金芪降糖片是由金银花、黄连和黄芪组成的一种纯中药制剂，具有清热益气，生津止渴等功效，主要用于气阴两虚并有内热症候的糖尿病患者。该制剂中的金银花为历史悠久的传统中药，其性寒，味甘，具有清热解毒、通经活络、疏散风热之功效[1]。现代药理研究表明其具有抗菌抗病毒、解热、抗炎、调节免疫、利胆保肝、抗氧化、降血脂、止血等显著功效[2-6]，其主要活性成分为有机酸类和黄酮类。金银花中有机酸类成分主要包括绿原酸、异绿原酸A、异绿原酸C、新绿原酸、隐绿原酸、咖啡酸等[7-8]。黄酮类成分主要包括木犀草素、木犀草素-7-O-α-D-葡萄糖苷、木犀草素-7-O-β-D-半乳糖苷、槲皮素-3-O-β-D葡萄糖苷、金丝桃苷、芦丁及5-羟基-3’，4’，7’-三甲基黄酮[9-10]。2010版《中国药典》金银花含量测定项分别测定了绿原酸及木犀草苷的含量[1]。目前，对金银花的含量测定的报道中，大部分只测定了绿原酸和木犀草苷的含量[11]。本实验室于静等[11]曾同时测定金银花及金芪降糖片中6种成分的含量，6种成分分别为绿原酸、咖啡酸、芦丁、木犀草苷、金丝桃苷、异绿原酸C。测定过程中，有一含量较高的成分因缺少对照品无法指认，后经与对照品比对确认其为异绿原酸A，为体现中药制剂多成分、多靶点、多途径的作用特点，本实验建立了HPLC梯度洗脱法同时测定金银花及金芪降糖片中新绿原酸、隐绿原酸、绿原酸、咖啡酸、木犀草苷、芦丁、金丝桃苷、异绿原酸A、异绿原酸C，为进一步完善金芪降糖片的质量控制方法提供依据。

1 仪器与试药

Aglient 1200高效液相色谱仪（四元泵、在线脱气机、自动进样器、柱温箱、二极管阵列检测器，美国Aglient公司），KQ-500E型超声波清洗器（昆山市超声仪器有限公司），Sartorius LE225D型电子分析天平（德国Sartorius公司）。绿原酸（110753-200413）、咖啡酸（110885-200102）、木犀草苷（111520-200504）、芦丁（100080-200707）、金丝桃苷（111521-200303）对照品购自于中国药品生物制品检定所。新绿原酸（X-014-110822）、隐绿原酸（Y-067-110825）、异绿原酸A（Y-068-120328）、异绿原酸C（Y-070-111128）对照品购自于成都瑞芬思生物科技有限公司。

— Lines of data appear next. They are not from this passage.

//! Listener Registry
//!
//! Observer primitive shared by sessions and device proxies. Callbacks are
//! invoked synchronously by `emit`, so by the time `emit` returns every
//! listener has seen the event.
//!
//! ```rust
//! use device_bridge::Listeners;
//! use std::sync::atomic::{AtomicUsize, Ordering};
//! use std::sync::Arc;
//!
//! let listeners = Listeners::<u32>::new();
//! let seen = Arc::new(AtomicUsize::new(0));
//!
//! let counter = seen.clone();
//! let subscription = listeners.subscribe(move |value| {
//!     counter.fetch_add(*value as usize, Ordering::SeqCst);
//! });
//!
//! listeners.emit(&2);
//! subscription.dispose();
//! listeners.emit(&5);
//!
//! assert_eq!(seen.load(Ordering::SeqCst), 2);
//! ```

use std::sync::{Arc, Mutex, PoisonError, Weak};

type Callback<E> = Arc<dyn Fn(&E) + Send + Sync>;

struct Registry<E> {
    next_id: u64,
    entries: Vec<(u64, Callback<E>)>,
}

/// Set of callbacks interested in events of type `E`
pub struct Listeners<E> {
    inner: Arc<Mutex<Registry<E>>>,
}

impl<E> Clone for Listeners<E> {
    fn clone(&self) -> Self {
        Self {
            inner: self.inner.clone(),
        }
    }
}

impl<E> Default for Listeners<E> {
    fn default() -> Self {
        Self {
            inner: Arc::new(Mutex::new(Registry {
                next_id: 0,
                entries: Vec::new(),
            })),
        }
    }
}

impl<E: 'static> Listeners<E> {
    pub fn new() -> Self {
        Self::default()
    }

    /// Register a callback; it stays registered until the returned
    /// `Subscription` is disposed or dropped
    pub fn subscribe<F>(&self, callback: F) -> Subscription
    where
        F: Fn(&E) + Send + Sync + 'static,
    {
        let id = {
            let mut registry = self.inner.lock().unwrap_or_else(PoisonError::into_inner);
            let id = registry.next_id;
            registry.next_id += 1;
            registry.entries.push((id, Arc::new(callback)));
            id
        };

        let registry: Weak<Mutex<Registry<E>>> = Arc::downgrade(&self.inner);
        Subscription {
            cancel: Some(Box::new(move || {
                if let Some(registry) = registry.upgrade() {
                    registry
                        .lock()
                        .unwrap_or_else(PoisonError::into_inner)
                        .entries
                        .retain(|(entry_id, _)| *entry_id != id);
                }
            })),
        }
    }

    /// Deliver an event to every registered callback
    pub fn emit(&self, event: &E) {
        let callbacks: Vec<Callback<E>> = self
            .inner
            .lock()
            .unwrap_or_else(PoisonError::into_inner)
            .entries
            .iter()
            .map(|(_, callback)| callback.clone())
            .collect();

        for callback in callbacks {
            callback(event);
        }
    }

    pub fn len(&self) -> usize {
        self.inner
            .lock()
            .unwrap_or_else(PoisonError::into_inner)
            .entries
            .len()
    }

    pub fn is_empty(&self) -> bool {
        self.len() == 0
    }
}

/// Disposable handle for a registered callback
#[must_use = "dropping a Subscription unregisters its callback"]
pub struct Subscription {
    cancel: Option<Box<dyn FnOnce() + Send>>,
}

impl Subscription {
    /// Unregister the callback now
    pub fn dispose(mut self) {
        self.cancel_now();
    }

    fn cancel_now(&mut self) {
        if let Some(cancel) = self.cancel.take() {
            cancel();
        }
    }
}

impl Drop for Subscription {
    fn drop(&mut self) {
        self.cancel_now();
    }
}

impl std::fmt::Debug for Subscription {
    fn fmt(&self, f: &mut std::fmt::Formatter<'_>) -> std::fmt::Result {
        f.debug_struct("Subscription")
            .field("active", &self.cancel.is_some())
            .finish()
    }
}
//! Indicator Configuration
//!
//! Stored as TOML in `$XDG_CONFIG_HOME/phone-indicator/config.toml`.
//!
//! ```toml
//! backend = "kdeconnect"
//! start_daemon = true
//! per_device = true
//!
//! [display]
//! show_unpaired = true
//! show_unallowed = true
//! show_inactive = true
//! ```

use anyhow::{Context, Result};
use device_bridge::{BackendKind, VisibilityFilter};
use serde::{Deserialize, Serialize};
use std::fs;
use std::path::{Path, PathBuf};

/// Indicator configuration
#[derive(Debug, Clone, PartialEq, Eq, Serialize, Deserialize)]
pub struct Config {
    /// Device bridge backend
    #[serde(default)]
    pub backend: BackendKind,

    /// Launch the backend daemon when it is not running
    #[serde(default = "default_true")]
    pub start_daemon: bool,

    /// One line per device while watching, instead of a combined line
    #[serde(default = "default_true")]
    pub per_device: bool,

    /// Which devices are listed
    #[serde(default)]
    pub display: VisibilityFilter,
}

fn default_true() -> bool {
    true
}

impl Default for Config {
    fn default() -> Self {
        Self {
            backend: BackendKind::default(),
            start_daemon: true,
            per_device: true,
            display: VisibilityFilter::default(),
        }
    }
}

impl Config {
    /// Default configuration file location
    pub fn default_path() -> PathBuf {
        dirs::config_dir()
            .unwrap_or_else(|| PathBuf::from(".config"))
            .join("phone-indicator")
            .join("config.toml")
    }

    /// Load configuration from file, creating default if not found
    pub fn load_from(path: &Path) -> Result<Self> {
        if path.exists() {
            let contents = fs::read_to_string(path).context("Failed to read config file")?;
            let config: Config =
                toml::from_str(&contents).context("Failed to parse config file")?;
            Ok(config)
        } else {
            let config = Config::default();
            config.save_to(path)?;
            tracing::info!("Created default configuration at {}", path.display());
            Ok(config)
        }
    }

    /// Save configuration to file
    pub fn save_to(&self, path: &Path) -> Result<()> {
        if let Some(parent) = path.parent() {
            fs::create_dir_all(parent).context("Failed to create config directory")?;
        }

        let contents = toml::to_string_pretty(self).context("Failed to serialize config")?;
        fs::write(path, contents).context("Failed to write config file")?;

        Ok(())
    }
}
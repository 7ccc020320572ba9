//! Device Records and Property Groups
//!
//! A `DeviceRecord` is the cached view of one remote device. It is never
//! replaced wholesale: each update carries one `GroupPayload` and only the
//! fields of that group change, so references held by the presentation layer
//! stay valid across updates.
//!
//! ## Property Groups
//!
//! | Group      | Fields                                  |
//! |------------|-----------------------------------------|
//! | `identity` | name, device class                      |
//! | `status`   | active, trusted, paired, allowed        |
//! | `plugins`  | capability set (plugin name → state)    |
//! | `battery`  | level (0-100), charging                 |
//!
//! Capability membership alone gates what a device can do: a missing
//! `telephony` key means messaging is unsupported, not unknown.

use serde::{Deserialize, Serialize};
use std::collections::BTreeMap;
use std::fmt;

/// Canonical plugin names used as capability keys
pub mod plugins {
    /// Battery reporting
    pub const BATTERY: &str = "battery";
    /// SMS and call state
    pub const TELEPHONY: &str = "telephony";
    /// Ring the remote device
    pub const FIND_MY_PHONE: &str = "findmyphone";
}

/// Opaque, stable device identifier as reported by the backend
pub type DeviceId = String;

/// Device class as reported by the backend
#[derive(Debug, Clone, PartialEq, Eq, Default, Serialize, Deserialize)]
#[serde(rename_all = "lowercase")]
pub enum DeviceClass {
    Phone,
    Tablet,
    Desktop,
    #[default]
    Unknown,
}

impl DeviceClass {
    /// Parse a backend device type string
    ///
    /// KDE Connect reports `smartphone`/`phone`, MConnect reports `phone`;
    /// laptops are grouped with desktops.
    pub fn from_backend(value: &str) -> Self {
        match value.to_ascii_lowercase().as_str() {
            "phone" | "smartphone" => DeviceClass::Phone,
            "tablet" => DeviceClass::Tablet,
            "desktop" | "laptop" => DeviceClass::Desktop,
            _ => DeviceClass::Unknown,
        }
    }

    /// Raw class name
    pub fn as_str(&self) -> &'static str {
        match self {
            DeviceClass::Phone => "phone",
            DeviceClass::Tablet => "tablet",
            DeviceClass::Desktop => "desktop",
            DeviceClass::Unknown => "unknown",
        }
    }

    /// Label used to build status icon names; `phone` becomes `smartphone`
    pub fn icon_label(&self) -> &'static str {
        match self {
            DeviceClass::Phone => "smartphone",
            other => other.as_str(),
        }
    }
}

/// Named bundle of device attributes that is updated atomically
#[derive(Debug, Clone, Copy, PartialEq, Eq, Hash, PartialOrd, Ord, Serialize, Deserialize)]
#[serde(rename_all = "lowercase")]
pub enum PropertyGroup {
    Identity,
    Status,
    Plugins,
    Battery,
}

impl PropertyGroup {
    /// All groups, in the order they are loaded for a new device
    pub const ALL: [PropertyGroup; 4] = [
        PropertyGroup::Identity,
        PropertyGroup::Status,
        PropertyGroup::Plugins,
        PropertyGroup::Battery,
    ];

    pub fn as_str(&self) -> &'static str {
        match self {
            PropertyGroup::Identity => "identity",
            PropertyGroup::Status => "status",
            PropertyGroup::Plugins => "plugins",
            PropertyGroup::Battery => "battery",
        }
    }

    pub(crate) fn index(&self) -> usize {
        match self {
            PropertyGroup::Identity => 0,
            PropertyGroup::Status => 1,
            PropertyGroup::Plugins => 2,
            PropertyGroup::Battery => 3,
        }
    }
}

impl fmt::Display for PropertyGroup {
    fn fmt(&self, f: &mut fmt::Formatter<'_>) -> fmt::Result {
        f.write_str(self.as_str())
    }
}

/// Battery reading from the battery plugin
#[derive(Debug, Clone, Copy, PartialEq, Eq, Serialize, Deserialize)]
pub struct BatteryState {
    /// Charge percentage (0-100)
    pub level: u8,
    /// Whether the device is charging
    pub charging: bool,
}

impl BatteryState {
    /// Validate a raw backend reading
    ///
    /// Backends report `-1` when no battery data is available; anything
    /// outside `0..=100` is rejected.
    pub fn from_raw(level: i64, charging: bool) -> Option<Self> {
        u8::try_from(level)
            .ok()
            .filter(|level| *level <= 100)
            .map(|level| Self { level, charging })
    }
}

/// Plugin-specific state stored in the capability set
#[derive(Debug, Clone, Copy, PartialEq, Eq, Serialize, Deserialize)]
#[serde(tag = "kind", rename_all = "lowercase")]
pub enum PluginState {
    /// Plugin whose presence is all that matters
    Present,
    /// Battery plugin with its latest reading, if one arrived yet
    Battery { reading: Option<BatteryState> },
}

/// Connectivity and trust flags
#[derive(Debug, Clone, Copy, PartialEq, Eq, Default, Serialize, Deserialize)]
pub struct StatusFlags {
    /// Device is connected and reachable
    pub active: bool,
    /// Device is trusted (paired and verified)
    pub trusted: bool,
    /// Device completed pairing
    pub paired: bool,
    /// Device is allowed to connect
    pub allowed: bool,
}

/// Structured payload for a single property group
#[derive(Debug, Clone, PartialEq, Eq)]
pub enum GroupPayload {
    Identity { name: String, class: DeviceClass },
    Status(StatusFlags),
    /// Canonical plugin names currently supported by the device
    Plugins(Vec<String>),
    Battery(BatteryState),
}

impl GroupPayload {
    pub fn group(&self) -> PropertyGroup {
        match self {
            GroupPayload::Identity { .. } => PropertyGroup::Identity,
            GroupPayload::Status(_) => PropertyGroup::Status,
            GroupPayload::Plugins(_) => PropertyGroup::Plugins,
            GroupPayload::Battery(_) => PropertyGroup::Battery,
        }
    }
}

/// Cached state of one device
#[derive(Debug, Clone, PartialEq, Eq, Serialize, Deserialize)]
pub struct DeviceRecord {
    pub id: DeviceId,
    pub name: String,
    pub class: DeviceClass,
    pub active: bool,
    pub trusted: bool,
    pub paired: bool,
    pub allowed: bool,
    pub capabilities: BTreeMap<String, PluginState>,
}

impl DeviceRecord {
    /// Empty record for a freshly announced device
    pub fn new(id: impl Into<DeviceId>) -> Self {
        Self {
            id: id.into(),
            name: String::new(),
            class: DeviceClass::Unknown,
            active: false,
            trusted: false,
            paired: false,
            allowed: false,
            capabilities: BTreeMap::new(),
        }
    }

    pub fn has_plugin(&self, name: &str) -> bool {
        self.capabilities.contains_key(name)
    }

    /// Latest battery reading, if the battery plugin is present and reported
    pub fn battery(&self) -> Option<BatteryState> {
        match self.capabilities.get(plugins::BATTERY) {
            Some(PluginState::Battery { reading }) => *reading,
            _ => None,
        }
    }

    pub fn status(&self) -> StatusFlags {
        StatusFlags {
            active: self.active,
            trusted: self.trusted,
            paired: self.paired,
            allowed: self.allowed,
        }
    }

    /// Apply a group payload in place
    ///
    /// Returns `false` when the payload was not applicable, which only
    /// happens for a battery reading while the battery plugin is absent.
    pub fn apply(&mut self, payload: GroupPayload) -> bool {
        match payload {
            GroupPayload::Identity { name, class } => {
                self.name = name;
                self.class = class;
            }
            GroupPayload::Status(flags) => {
                self.active = flags.active;
                self.trusted = flags.trusted;
                self.paired = flags.paired;
                self.allowed = flags.allowed;
            }
            GroupPayload::Plugins(names) => {
                let mut capabilities = BTreeMap::new();
                for name in names {
                    let state = match self.capabilities.remove(&name) {
                        Some(existing) => existing,
                        None if name == plugins::BATTERY => PluginState::Battery { reading: None },
                        None => PluginState::Present,
                    };
                    capabilities.insert(name, state);
                }
                self.capabilities = capabilities;
            }
            GroupPayload::Battery(state) => match self.capabilities.get_mut(plugins::BATTERY) {
                Some(PluginState::Battery { reading }) => *reading = Some(state),
                _ => return false,
            },
        }
        true
    }
}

金银花药材由天津市中新药业提供（批号120213、120214、10121402、11030202、11041101、11041803、Y1101021、Y1104107、Y1105175、Y1105181、Y1111245、Y1111247、Y1112292、Y1202036、Y1203053、Y1204032），经天津中医药大学马琳教授鉴定为金银花药材Lonicerae Japonicae Flos。金芪降糖片为市售（批号0902417、0902422、0904435、0905459、0910498、0911475、0912506、1001514、1103628、1105655、1108683），缺金银花阴性对照样品（自制）。乙腈为色谱纯（美国Sigmaaldrich公司）；水为娃哈哈纯净水，其余试剂为分析纯。

2 实验方法和结果

2.1 色谱条件 色谱柱为Waters SymmetryShieldTMRP18柱（250 mm×4.6 mm，5 μm），流动相为：乙腈（A）-水（0.1%磷酸）（B），线性梯度洗脱程序为0～5 min，10%～13%A；5～20 min，13%～15%A；20～30 min，15%～18%A；30～45 min，18%～20%A；45～52 min，20%～23%A；52～70 min，23%A，体积流量1.0 mL/min，检测波长355 nm、330 nm，柱温25℃，进样体积20 μL。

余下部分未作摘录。